Six Wild Card teams have won the Super Bowl since the format was introduced in 1970. That’s about one a decade.
Despite these one-sided results, talk shows aren’t filled with callers demanding the NCAA contract the basketball tournament. The NBA Playoffs continue expanding. Columnists don’t seem to mind an extra weekend of NFL games.
Yet, after one weekend of lopsided results in the First Round of the first ever 12-team College Football Playoff, the people wanting to blow up the format are more rabid than Taylor Swift fans.
To steal a line from Ms. Swift, “you need to calm down.”
College football is just finding its collective postseason sea legs after a century of a bogus system orchestrated by rich men in ugly jackets and self-important sportswriters voting on who they think should be the champion. This whole “decide it on the field” thing is still a new concept that will take some workshopping.

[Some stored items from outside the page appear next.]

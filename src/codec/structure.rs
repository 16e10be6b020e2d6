use super::{Codec, CodecRef, Tuple};
use crate::{errors::*, vecmap::VecMap, Stride, Value};

/// A tuple whose positions have names.
///
/// The wire format is exactly that of a [`Tuple`] over the field codecs, in
/// declaration order. Names never reach the wire, so declaration order is part of the
/// format: two structs with the same fields in a different order are incompatible.
///
/// Encoding looks each declared field up by name, so the value's own field order does
/// not matter, but it must carry exactly the declared fields. Decoding returns the fields
/// in declaration order, which compares equal to the encoded value since struct
/// equality ignores field order.
///
/// # Example
///
/// ```
/// use kcodec::prelude::*;
///
/// let ab = Struct::new(vec![("a", codec(U8)), ("b", codec(U8))]).unwrap();
/// let ba = Struct::new(vec![("b", codec(U8)), ("a", codec(U8))]).unwrap();
///
/// let v = Value::record(vec![("a", Value::from(1u8)), ("b", Value::from(2u8))]);
///
/// assert_eq!(ab.encode(&v).unwrap(), vec![1, 2]);
/// assert_eq!(ba.encode(&v).unwrap(), vec![2, 1]);
/// ```
#[derive(Debug, Clone)]
pub struct Struct {
    names: Vec<String>,
    tuple: Tuple,
}

impl Struct {
    /// Creates a struct codec from `(name, codec)` pairs in wire order.
    ///
    /// # Errors
    ///
    /// Fails with [`CodecError::Schema`] if a name appears twice.
    pub fn new<I, S>(fields: I) -> CodecResult<Self>
    where
        I: IntoIterator<Item = (S, CodecRef)>,
        S: Into<String>,
    {
        let mut names: Vec<String> = Vec::new();
        let mut children = Vec::new();
        for (name, child) in fields {
            let name = name.into();
            if names.contains(&name) {
                return Err(CodecError::Schema(format!("duplicate field `{}`", name)));
            }
            names.push(name);
            children.push(child);
        }
        Ok(Struct {
            names,
            tuple: Tuple::new(children),
        })
    }

    /// Field names in wire order.
    pub fn field_names(&self) -> impl Iterator<Item = &str> { self.names.iter().map(String::as_str) }

    /// `(name, codec)` pairs in wire order.
    pub fn fields(&self) -> impl Iterator<Item = (&str, &CodecRef)> {
        self.field_names().zip(self.tuple.children())
    }

    /// The underlying positional codec.
    pub fn as_tuple(&self) -> &Tuple { &self.tuple }
}

impl Codec for Struct {
    fn stride(&self) -> Stride { self.tuple.stride() }

    fn encode_into(&self, value: &Value, out: &mut Vec<u8>) -> CodecResult<()> {
        let fields = match value {
            Value::Struct(fields) => fields,
            other => return Err(CodecError::mismatch("struct", other.type_name())),
        };
        let projected = self
            .names
            .iter()
            .map(|name| {
                fields
                    .get(name.as_str())
                    .ok_or_else(|| CodecError::MissingField(name.clone()))
            })
            .collect::<CodecResult<Vec<&Value>>>()?;
        // every declared name matched, so anything beyond that is undeclared
        if fields.len() != self.names.len() {
            return Err(CodecError::ArityMismatch {
                expected: self.names.len(),
                found: fields.len(),
            });
        }
        self.tuple.encode_fields(projected, out)
    }

    fn decode(&self, bytes: &[u8]) -> CodecResult<Value> {
        let values = self.tuple.decode_fields(bytes)?;
        let mut fields = VecMap::with_capacity(values.len());
        for (name, value) in self.names.iter().zip(values) {
            fields.insert(name.clone(), value);
        }
        Ok(Value::Struct(fields))
    }
}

Stop for a moment and think how absurd it is that a team can win every game it plays and not even have a shot to play for a championship because a group of people in a hotel ballroom in suburban Dallas are arguing things like game control and defensive efficiency metrics.
Imagine telling the 2007 New York Giants they aren’t the Super Bowl champions because a group of people voted and determind the Patriots were better. That’s college football. At least, it has been. But, we’re getting closer to figuring it out.

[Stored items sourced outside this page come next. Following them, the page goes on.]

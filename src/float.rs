use crate::from_fn;
use half::f16;
use std::{convert::TryFrom, fmt};

/// A float stored as its IEEE 754 bit pattern, so that values compare, order, and hash
/// by representation and NaN payloads survive a round trip.
#[derive(Eq, PartialEq, Ord, PartialOrd, Clone, Copy, Hash, Debug)]
pub enum Float {
    Half(u16),
    Single(u32),
    Double(u64),
}

use Float::*;

from_fn!(Float, f16, |f: f16| Half(f.to_bits()));
from_fn!(Float, f32, |f: f32| Single(f.to_bits()));
from_fn!(Float, f64, |f: f64| Double(f.to_bits()));

impl TryFrom<Float> for f16 {
    type Error = Float;

    fn try_from(f: Float) -> Result<Self, Float> {
        match f {
            Half(n) => Ok(f16::from_bits(n)),
            _ => Err(f),
        }
    }
}

impl TryFrom<Float> for f32 {
    type Error = Float;

    fn try_from(f: Float) -> Result<Self, Float> {
        match f {
            Single(n) => Ok(f32::from_bits(n)),
            _ => Err(f),
        }
    }
}

impl TryFrom<Float> for f64 {
    type Error = Float;

    fn try_from(f: Float) -> Result<Self, Float> {
        match f {
            Double(n) => Ok(f64::from_bits(n)),
            _ => Err(f),
        }
    }
}

impl Float {
    /// The Rust name of the width, e.g. `"f32"`.
    pub fn type_name(&self) -> &'static str {
        match self {
            Half(_) => "f16",
            Single(_) => "f32",
            Double(_) => "f64",
        }
    }

    /// The value as an `f64`; exact for every variant.
    pub fn to_f64(self) -> f64 {
        match self {
            Half(n) => f16::from_bits(n).to_f64(),
            Single(n) => f32::from_bits(n) as f64,
            Double(n) => f64::from_bits(n),
        }
    }
}

impl fmt::Display for Float {
    fn fmt(&self, f: &mut fmt::Formatter) -> fmt::Result {
        write!(f, "{}{}", self.to_f64(), self.type_name())
    }
}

A 16-team field would be ideal, but 12 is better than four. And four was better than two. And two was better than whatever in the world the “system” was that allowed President Richard Nixon to declare the national champion in 1969.
And spare me the nonsense about college football having the most meaningful regular season. Explain that to 13-0 Florida State which was omitted from contention because a group of people decided their entire reason for success was one player. I guess they forgot about Ohio State winning the 2014 title with a third-string quarterback.

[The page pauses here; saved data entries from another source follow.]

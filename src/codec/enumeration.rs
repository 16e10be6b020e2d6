//! Tagged unions.
//!
//! Variant indices come from the sorted variant names, not from declaration order, so
//! two enums built from the same variants in any order share a wire format. Adding a
//! variant can renumber the ones that sort after it.

use super::{Codec, CodecRef};
use crate::{
    encoding::{Reader, Serializer, MAX_VARIANTS},
    errors::*,
    Stride, Value,
};
use tracing::trace;

/// One of several named variants, each with its own codec.
///
/// Written as a single index byte followed by the variant's encoding, which owns the
/// rest of the span.
///
/// # Example
///
/// ```
/// use kcodec::prelude::*;
///
/// let shape = Enum::new(vec![
///     ("Square", codec(U8)),
///     ("Circle", codec(U8)),
/// ])
/// .unwrap();
///
/// // "Circle" sorts first
/// assert_eq!(shape.index_of("Circle"), Some(0));
/// assert_eq!(shape.encode(&Value::variant("Square", 4u8)).unwrap(), vec![1, 4]);
/// ```
#[derive(Debug, Clone)]
pub struct Enum {
    variants: Vec<(String, CodecRef)>,
}

impl Enum {
    /// Creates an enum codec from `(name, codec)` pairs in any order.
    ///
    /// # Errors
    ///
    /// Fails with [`CodecError::Schema`] on a repeated name or more than 256 variants.
    pub fn new<I, S>(variants: I) -> CodecResult<Self>
    where
        I: IntoIterator<Item = (S, CodecRef)>,
        S: Into<String>,
    {
        let mut variants: Vec<(String, CodecRef)> =
            variants.into_iter().map(|(n, c)| (n.into(), c)).collect();
        if variants.len() > MAX_VARIANTS {
            return Err(CodecError::Schema(format!(
                "{} variants, at most {} fit an index byte",
                variants.len(),
                MAX_VARIANTS
            )));
        }

        variants.sort_by(|a, b| a.0.cmp(&b.0));
        if let Some(w) = variants.windows(2).find(|w| w[0].0 == w[1].0) {
            return Err(CodecError::Schema(format!("duplicate variant `{}`", w[0].0)));
        }

        for (ix, (name, _)) in variants.iter().enumerate() {
            trace!(index = ix, variant = name.as_str(), "enum variant");
        }
        Ok(Enum { variants })
    }

    /// The index byte of the variant called `name`.
    pub fn index_of(&self, name: &str) -> Option<u8> {
        self.variants
            .binary_search_by(|(n, _)| n.as_str().cmp(name))
            .ok()
            .map(|ix| ix as u8)
    }

    /// Variant names, in index order.
    pub fn variant_names(&self) -> impl Iterator<Item = &str> {
        self.variants.iter().map(|(n, _)| n.as_str())
    }

    /// The number of variants.
    pub fn len(&self) -> usize { self.variants.len() }

    /// Does this enum have no variants? Such an enum can encode nothing.
    pub fn is_empty(&self) -> bool { self.variants.is_empty() }
}

impl Codec for Enum {
    fn stride(&self) -> Stride { Stride::Variable }

    fn encode_into(&self, value: &Value, out: &mut Vec<u8>) -> CodecResult<()> {
        let (name, payload) = match value {
            Value::Variant(name, payload) => (name, payload),
            other => return Err(CodecError::mismatch("variant", other.type_name())),
        };
        let ix = self
            .index_of(name)
            .ok_or_else(|| CodecError::InvalidVariant(format!("unknown tag `{}`", name)))?;
        out.put_u8(ix);
        self.variants[ix as usize].1.encode_into(payload, out)
    }

    fn decode(&self, bytes: &[u8]) -> CodecResult<Value> {
        let mut reader = Reader::new(bytes);
        let ix = reader.take_byte()? as usize;
        let (name, child) = match self.variants.get(ix) {
            Some(v) => v,
            None => {
                trace!(index = ix, variants = self.variants.len(), "enum index out of range");
                return Err(CodecError::InvalidVariant(format!(
                    "index {} out of range for {} variants",
                    ix,
                    self.variants.len()
                )));
            }
        };
        let payload = child.decode(reader.read_rest())?;
        Ok(Value::Variant(name.clone(), Box::new(payload)))
    }
}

If you’re still arguing against the Seminoles, close your eyes and imagine that was your team being left out of the mix.
College football thrives in spite of its inequitable scheduling and foolish postseason model, not because of it.
It will be at least one more year of the current format, but there are a few obvious tweaks that will help next season. First, it’s absurd that Boise State and Arizona State received byes while the No. 1 seed Oregon has the toughest path. Either seed the field according to the rankings or re-seed after the first round. I’d prefer both.
As a hypothetical exercise, I asked longtime sports betting expert Jimmy Ott to provide hypothetical point spreads for First Round games if the seeding had gone accoring to rankings. Here’s how the matchups would have looked:
No. 5 Notre Dame (-8.5) vs. No. 12 Clemson
No. 6 Ohio State (-14.5) vs. No. 11 Arizona State
No. 7 Tennessee (-4.5) vs. No. 10 SMU
No. 8 Indiana (-4) vs. No. 9 Boise State
Those matchups look far more appropriate for an opening round. Just like every other sport and league, there will be blowouts, but there will also be more competitive matchups setting the table for the quarterfinals.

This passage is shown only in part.